Genomic imprinting is an epigenetic mechanism that can lead to monoallelic expression of genes depending on parent of origin of the allele. Imprinted genes play significant roles in embryonic and placental growth, development and have close relationship in the process of some diseases. Many imprinted genes show distinct tissue-specific and developmental-stage-specific expression patterns. In Cdkn1c/Kcnq1ot1 cluster, at least eight protein-coding genes(Ascl2, Tssc4, Cd81, Kcnq1, Cdkn1 c, Slc22a18, Phlda2, and Osbpl5) are known to be paternally silenced by the production and elongation of the large nc RNA Kcnq1ot1, transcribed from the Kcnq1ot1 gene.In this study, we selected Ascl2, Tssc4 and Osbpl5 in Cdkn1c/Kcnq1ot1 cluster and analyzed the expression and imprinting status of Ascl2, Tssc4 and Osbpl5 in seven organs(heart, liver, spleen, lung, kidney, muscle and subcutaneous fat) of calves.

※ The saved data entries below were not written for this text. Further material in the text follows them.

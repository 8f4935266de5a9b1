//! Relink - Reset Linkage Measurement
//!
//! Measures whether a user-initiated identifier reset actually breaks
//! tracking continuity, or whether a tracker can still re-link the post-reset
//! entity to its pre-reset identity from auxiliary signals.
//!
//! # Architecture
//!
//! - **Normalizer**: raw collector payloads into typed, epoch-tagged signals
//! - **Ingest**: bounded queue, lateness reordering and epoch-crossing pairing
//! - **Scoring**: weighted per-feature similarity with time decay
//! - **Linkage**: per-pair evidence accumulation into Linked / Unlinked / Ambiguous
//! - **Ledger**: append-only, hash-chained evidence log
//! - **Reporter**: pure statistics over a ledger snapshot
//!
//! # Example
//!
//! ```ignore
//! use relink_core::{LinkageService, RelinkConfig, ReportFilter};
//!
//! #[tokio::main]
//! async fn main() -> relink_core::Result<()> {
//!     let service = LinkageService::new(RelinkConfig::default()).await?;
//!
//!     service.submit_signal_json(r#"{"source": "dev-1", "epoch": 0,
//!         "collected_at": "2024-05-01T10:00:00Z", "features": {"screen_w": 1080}}"#).await?;
//!     service.submit_reset_event(0, 1, "2024-05-01T12:00:00Z".parse()?).await?;
//!     service.submit_signal_json(r#"{"source": "dev-1b", "epoch": 1,
//!         "collected_at": "2024-05-01T12:05:00Z", "features": {"screen_w": 1080}}"#).await?;
//!
//!     service.flush().await?;
//!     service.finalize_all().await?;
//!
//!     let report = service.get_report(&ReportFilter::default()).await;
//!     println!("re-identification rate: {:?}", report.reidentification_rate);
//!     service.verify_ledger().await?;
//!     Ok(())
//! }
//! ```

pub mod config;
pub mod digest;
pub mod error;
pub mod ingest;
pub mod ledger;
pub mod linkage;
pub mod normalizer;
pub mod reporter;
pub mod scoring;
pub mod service;
pub mod types;

// Re-export commonly used types
pub use config::{BackpressurePolicy, DecayCurve, FeatureSpec, RelinkConfig};
pub use digest::Digest;
pub use error::{RelinkError, Result};
pub use ledger::{EvidenceLedger, EvidenceRecord, LedgerSnapshot, VerificationReport};
pub use normalizer::{FeatureNormalizer, RawSignal};
pub use reporter::{summarize, ReportFilter, ReportStatistics};
pub use scoring::SimilarityScorer;
pub use service::{LinkageService, ProcessSummary};
pub use types::{
    CandidatePair, Epoch, FeatureValue, LinkageDecision, PairId, ResetEvent, ResetEventId,
    Signal, SignalId, SimilarityScore, Verdict,
};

Ascl2 and Tssc4 genes were found to be expressed in all the examined tissues. While Osbpl5 gene was detected in heart, liver, lung, kidney and fat tissues. Then the RT-PCR products were directly sequenced, Ascl2 gene showed monoallelic expressions in lung and liver tissues while biallelic expressions in heart, spleen, kidney, muscle and subcutaneous fat tissues. Tssc4 gene and Osbpl5 gene showed biallelic expression in all the tissues that detected expression. The results indicate that Ascl2 gene presents distinct tissue-specific imprinted pattern. Tssc4 and Osbpl5 gene are not imprinted in adult cattle tissues.Since DNA methylation is a major epigenetic modification of genomic imprinting, then the DNA methylation statuses in promoter region of Ascl2 gene were analyzed in lung, liver and kidney tissues of cattle using bisulfite sequencing analysis. The methylation level of two parental strands exhibited extremely significant difference(P < 0.01) in lung and liver tissues which is monoallelic expressions. The mean methylation levels of A-strands(61.21%、87.28%) showed seriously hypermethylated compared with G-strands( 24.70%、25.61%). However, in kidney tissues which is biallelic expressions, A-strand(54.70%) and G-strand(49.55%) had no significant difference(P >0.05). The results suggest that the differentially methylated Cp G island in promoter of Ascl2, which is required for the imprinting of lung and liver tissues.